Diagnostic Yield of 2 Strategies for Adult Celiac Disease Identification in Primary Care
To compare the diagnostic yield and cost-consequences of 2 strategies, screening regardless of symptoms versus case finding (CF), using a point-of-care test (POCT), for the detection of celiac disease (CD) in primary care, to bridge the diagnostic gap of CD in adults.Materials and Methods:
All subjects under 75 years of age who consecutively went to their general practitioners’ offices were offered POCT for anti-transglutaminase immunoglobulin A antibodies. The POCT was performed on all subjects who agreed, and then a systematic search for symptoms or conditions associated with higher risk for CD was performed, immediately after the test but before knowing the test results. The 2 resulting groups were: (a) POCT positive and (b) symptomatic subject at CF. Subjects were defined as symptomatic at CF in the presence of 1 or more symptoms. All POCT-positive or symptomatic subjects at CF were referred to the CD Centers for confirmation of CD. Data on resource consumption were gathered from patients’ charts. Cost of examinations, and diagnostic and laboratory tests were estimated with regional outpatient tariffs (Sicily), and a price of €2.5 was used for each POCT.Results:
Of a total of 2197 subjects who agreed to participate in the study, 36 (1.6%) and 671 (30.5%) were POCT positive and symptomatic at CF, respectively.
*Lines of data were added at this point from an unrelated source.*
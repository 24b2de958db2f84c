//! Mask specifications.
//!
//! A specification is a single template, a numeric configuration, or an
//! ordered list of alternatives. Regexes guarding alternatives are
//! compiled when the specification is built, never while applying it.

use regex::{Regex, RegexBuilder};
use serde::{Deserialize, Deserializer};

use crate::domain::{MaskPatterns, NumericConfig};
use crate::error::{MaskerError, MaskerResult};

/// One candidate template.
#[derive(Debug, Clone)]
pub enum MaskAlternative {
    /// Template selected by length
    Literal(String),

    /// Template selected whenever its regex matches the cleaned input
    Pattern { template: String, matcher: Regex },
}

impl MaskAlternative {
    pub fn literal(template: impl Into<String>) -> Self {
        Self::Literal(template.into())
    }

    /// Builds a regex-guarded alternative.
    ///
    /// `source` is either a serialized literal such as `/^[a-z]/i` or a
    /// bare pattern body. Flags `i`, `m` and `s` are honored; `g`, `u`
    /// and `y` are accepted and ignored.
    ///
    /// A bare body such as `^[a-z]` compiles to a live matcher. Callers
    /// that treat only the `/pattern/flags` form as a regex would instead
    /// leave such an entry inert, neither matching nor ranked by length.
    pub fn pattern(template: impl Into<String>, source: &str) -> MaskerResult<Self> {
        let template = template.into();
        let matcher = compile_matcher(&template, source)?;
        Ok(Self::Pattern { template, matcher })
    }

    pub fn with_regex(template: impl Into<String>, matcher: Regex) -> Self {
        Self::Pattern {
            template: template.into(),
            matcher,
        }
    }

    pub fn template(&self) -> &str {
        match self {
            Self::Literal(template) | Self::Pattern { template, .. } => template,
        }
    }

    pub fn regex(&self) -> Option<&Regex> {
        match self {
            Self::Literal(_) => None,
            Self::Pattern { matcher, .. } => Some(matcher),
        }
    }

    /// Returns true if this alternative carries a regex matching `raw`.
    pub fn matches(&self, raw: &str) -> bool {
        self.regex().is_some_and(|re| re.is_match(raw))
    }
}

impl From<&str> for MaskAlternative {
    fn from(template: &str) -> Self {
        Self::literal(template)
    }
}

impl From<String> for MaskAlternative {
    fn from(template: String) -> Self {
        Self::Literal(template)
    }
}

fn compile_matcher(template: &str, source: &str) -> MaskerResult<Regex> {
    let (body, flags) = match MaskPatterns::regex_literal().captures(source) {
        Some(caps) => (
            caps.get(1).map_or("", |m| m.as_str()),
            caps.get(2).map_or("", |m| m.as_str()),
        ),
        None => (source, ""),
    };

    RegexBuilder::new(body)
        .case_insensitive(flags.contains('i'))
        .multi_line(flags.contains('m'))
        .dot_matches_new_line(flags.contains('s'))
        .build()
        .map_err(|err| MaskerError::invalid_regex(template, source, err))
}

/// Complete mask specification.
#[derive(Debug, Clone)]
pub enum MaskSpec {
    /// A single template; any regex it carries is never consulted
    Single(MaskAlternative),

    /// Currency-like numeric formatting
    Numeric(NumericConfig),

    /// Ordered candidates; regex entries win first, in list order
    Alternatives(Vec<MaskAlternative>),
}

impl MaskSpec {
    pub fn template(template: impl Into<String>) -> Self {
        Self::Single(MaskAlternative::literal(template))
    }

    pub fn numeric(config: NumericConfig) -> Self {
        Self::Numeric(config)
    }

    pub fn alternatives<I, A>(alternatives: I) -> Self
    where
        I: IntoIterator<Item = A>,
        A: Into<MaskAlternative>,
    {
        Self::Alternatives(alternatives.into_iter().map(Into::into).collect())
    }

    pub fn is_numeric(&self) -> bool {
        matches!(self, Self::Numeric(_))
    }

    /// Parses a JSON specification.
    ///
    /// Accepted shapes: `"99:99"`, `{"mask": "...", "regex": "/.../"}`,
    /// a numeric object such as `{"prefix": "R$ ", "decimal": 2}`, or an
    /// array of the non-numeric shapes.
    pub fn from_json(json: &str) -> MaskerResult<Self> {
        let raw: RawMaskSpec = serde_json::from_str(json)?;
        Self::from_raw(raw)
    }

    fn from_raw(raw: RawMaskSpec) -> MaskerResult<Self> {
        match raw {
            RawMaskSpec::Item(RawMaskItem::Numeric(config)) => Ok(Self::Numeric(config)),
            RawMaskSpec::Item(item) => {
                let alternative = item.into_alternative()?;
                Ok(Self::Single(alternative.unwrap_or_else(|| {
                    MaskAlternative::literal(String::new())
                })))
            }
            RawMaskSpec::List(items) => {
                let mut alternatives = Vec::with_capacity(items.len());
                for item in items {
                    match item.into_alternative()? {
                        Some(alternative) => alternatives.push(alternative),
                        None => tracing::debug!("ignoring numeric config inside alternative list"),
                    }
                }
                Ok(Self::Alternatives(alternatives))
            }
        }
    }
}

impl From<&str> for MaskSpec {
    fn from(template: &str) -> Self {
        Self::template(template)
    }
}

impl From<String> for MaskSpec {
    fn from(template: String) -> Self {
        Self::template(template)
    }
}

impl From<MaskAlternative> for MaskSpec {
    fn from(alternative: MaskAlternative) -> Self {
        Self::Single(alternative)
    }
}

impl From<NumericConfig> for MaskSpec {
    fn from(config: NumericConfig) -> Self {
        Self::Numeric(config)
    }
}

impl From<Vec<MaskAlternative>> for MaskSpec {
    fn from(alternatives: Vec<MaskAlternative>) -> Self {
        Self::Alternatives(alternatives)
    }
}

impl<'de> Deserialize<'de> for MaskSpec {
    fn deserialize<D>(deserializer: D) -> Result<Self, D::Error>
    where
        D: Deserializer<'de>,
    {
        let raw = RawMaskSpec::deserialize(deserializer)?;
        Self::from_raw(raw).map_err(serde::de::Error::custom)
    }
}

/// Serialized form of a specification entry.
#[derive(Debug, Deserialize)]
#[serde(untagged)]
enum RawMaskItem {
    Template(String),
    Alternative {
        mask: String,
        #[serde(default)]
        regex: Option<String>,
    },
    Numeric(NumericConfig),
}

impl RawMaskItem {
    /// `None` for numeric configs, which have no template.
    fn into_alternative(self) -> MaskerResult<Option<MaskAlternative>> {
        match self {
            Self::Template(template) => Ok(Some(MaskAlternative::Literal(template))),
            Self::Alternative { mask, regex } => match regex.filter(|r| !r.is_empty()) {
                Some(source) => MaskAlternative::pattern(mask, &source).map(Some),
                None => Ok(Some(MaskAlternative::Literal(mask))),
            },
            Self::Numeric(_) => Ok(None),
        }
    }
}

#[derive(Debug, Deserialize)]
#[serde(untagged)]
enum RawMaskSpec {
    List(Vec<RawMaskItem>),
    Item(RawMaskItem),
}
The yield from the screening and CF was 5 new celiac patients. The total cost and mean cost for each new CD case were €7497.35 and €1499.47 for the POCT screening strategy, and €9855.14 and €1971.03 for the CF strategy, respectively. Assuming consecutive use of both strategies, performing POCT only in symptomatic subjects at CF, the calculated yield would be 4 new diagnoses with a total cost of €2345.84 and a mean cost of €586.46 for each newly diagnosed patient. Only 1 patient was celiac despite a negative POCT.Conclusions:
Testing symptomatic subjects at CF only by POCT seems the most cost-effective strategy to bridge the diagnostic gap of adult CD in primary care.